At separate news conferences Monday, Toronto councillors kept up the pressure on the province on particular budget cuts.
Councillor Kristyn Wong-Tam announced she will introduce a motion at city council calling on the province to reverse the proposed funding cuts to legal aid, which amount to a $133 million reduction to funding this year across Ontario. The motion also asks city council to express strong support for a robust, provincially funded legal aid program and express strong opposition to the cuts.
“It’s not too late … the premier and the province can actually do right by the people,” said Wong-Tam.
And Councillor Joe Cressy, chair of the health board, said that the province is engaging in “funny math,” a reference to the fact that while city officials have pegged the cost of cuts to public health at $1 billion over 10 years, the province has dismissed that figure as inaccurate. At that news conference, emergency room physician Dr. Raghu Venugopal decried the cuts to public health, and called for more public health care, not less.
They mayor denied there is a personal beef between him and Ford, whom Tory beat in the 2014 mayoral election. Tory noted he has the support of other mayors including Ottawa’s Jim Watson who told reporters Saturday that Ford’s cuts will throw his city’s finances into a “period of chaos.”
“Take (Watson’s) word if they don t want to take mine,” said Tory, who also accused Ford of “distraction” by pointing to his promised billions in long-term transit expansion. That money does nothing to replace “massive cuts” made by “stealth” to transfer payments, he said.
Toronto Tory MPPs say they stand by Ford’s budget cuts
Peel Region is the latest to tally the costs of Ford’s cuts. The region that includes Mississauga and Brampton now faces a $45.1 million shortfall over the next two years, the region’s director of business and financial planning said last week. That could cost the average homeowner $68 more each year in taxes.
“Council will need to make some very difficult decisions,” Norm Lum said at a meeting late last week. “These are incredibly challenging times.”
Ford and his government are showing no signs of backing down the wayafter intense pressure from parents furious with a new plan.

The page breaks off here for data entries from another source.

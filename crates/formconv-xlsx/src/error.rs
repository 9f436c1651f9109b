//! XLSX error types

use thiserror::Error;

/// Result type for XLSX reading
pub type XlsxResult<T> = std::result::Result<T, XlsxError>;

/// Errors that can occur while reading an XLSX archive
#[derive(Debug, Error)]
pub enum XlsxError {
    #[error("IO error: {0}")]
    Io(#[from] std::io::Error),

    /// The file is not a ZIP archive, or is corrupted
    #[error("ZIP error: {0}")]
    Zip(#[from] zip::result::ZipError),

    #[error("XML error: {0}")]
    Xml(#[from] quick_xml::Error),

    /// The archive is not a spreadsheet
    #[error("Invalid XLSX format: {0}")]
    InvalidFormat(String),

    /// A part referenced by the workbook is absent
    #[error("Missing required part: {0}")]
    MissingPart(String),

    /// A cell `r` attribute that is not an A1-style reference
    #[error("Invalid cell reference {reference:?} in {sheet:?}")]
    CellReference { sheet: String, reference: String },

    /// Sheet names rejected by the workbook model
    #[error(transparent)]
    Workbook(#[from] formconv_core::Error),
}
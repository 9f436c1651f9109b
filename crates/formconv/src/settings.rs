//! Settings sheet tags

use formconv_core::SettingsRow;
use tracing::warn;

use crate::document::Tag;
use crate::error::{ConvertError, ConvertResult};
use crate::validate::is_identifier;

/// Turn the rows of the settings sheet into string identifier tags
pub fn process_settings(settings: &[SettingsRow]) -> ConvertResult<Vec<Tag>> {
    let mut tags = Vec::new();
    for row in settings {
        let (label, value) = (row.tag_label(), row.tag_value());
        if label.is_empty() && value.is_empty() {
            continue;
        }
        if !is_identifier(value) {
            if value.is_empty() {
                warn!(line = row.line(), label, "settings tag without value");
            }
            return Err(ConvertError::validation(
                row.line(),
                format!("Tag value {value:?} is not a valid identifier."),
            ));
        }
        tags.push(Tag {
            label: label.to_string(),
            value: [value.to_string()],
        });
    }
    Ok(tags)
}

At Queen’s Park on Monday, Ford dismissed complaints over cuts from Toronto’s Public Health Board by calling the board a “bastion of lefties.” The premier recently said Tory has let Toronto’s finances “fester” and accused him of worrying more about the colour of the illuminated TORONTO sign in Nathan Phillips Square than in finding efficiencies for taxpayers.
Such Ford statements “are not to be taken seriously,” Tory told reporters, saying the city, which by law can’t run deficits, couldn’t pass budgets with low property tax hikes and program investment if Ford’s description was true.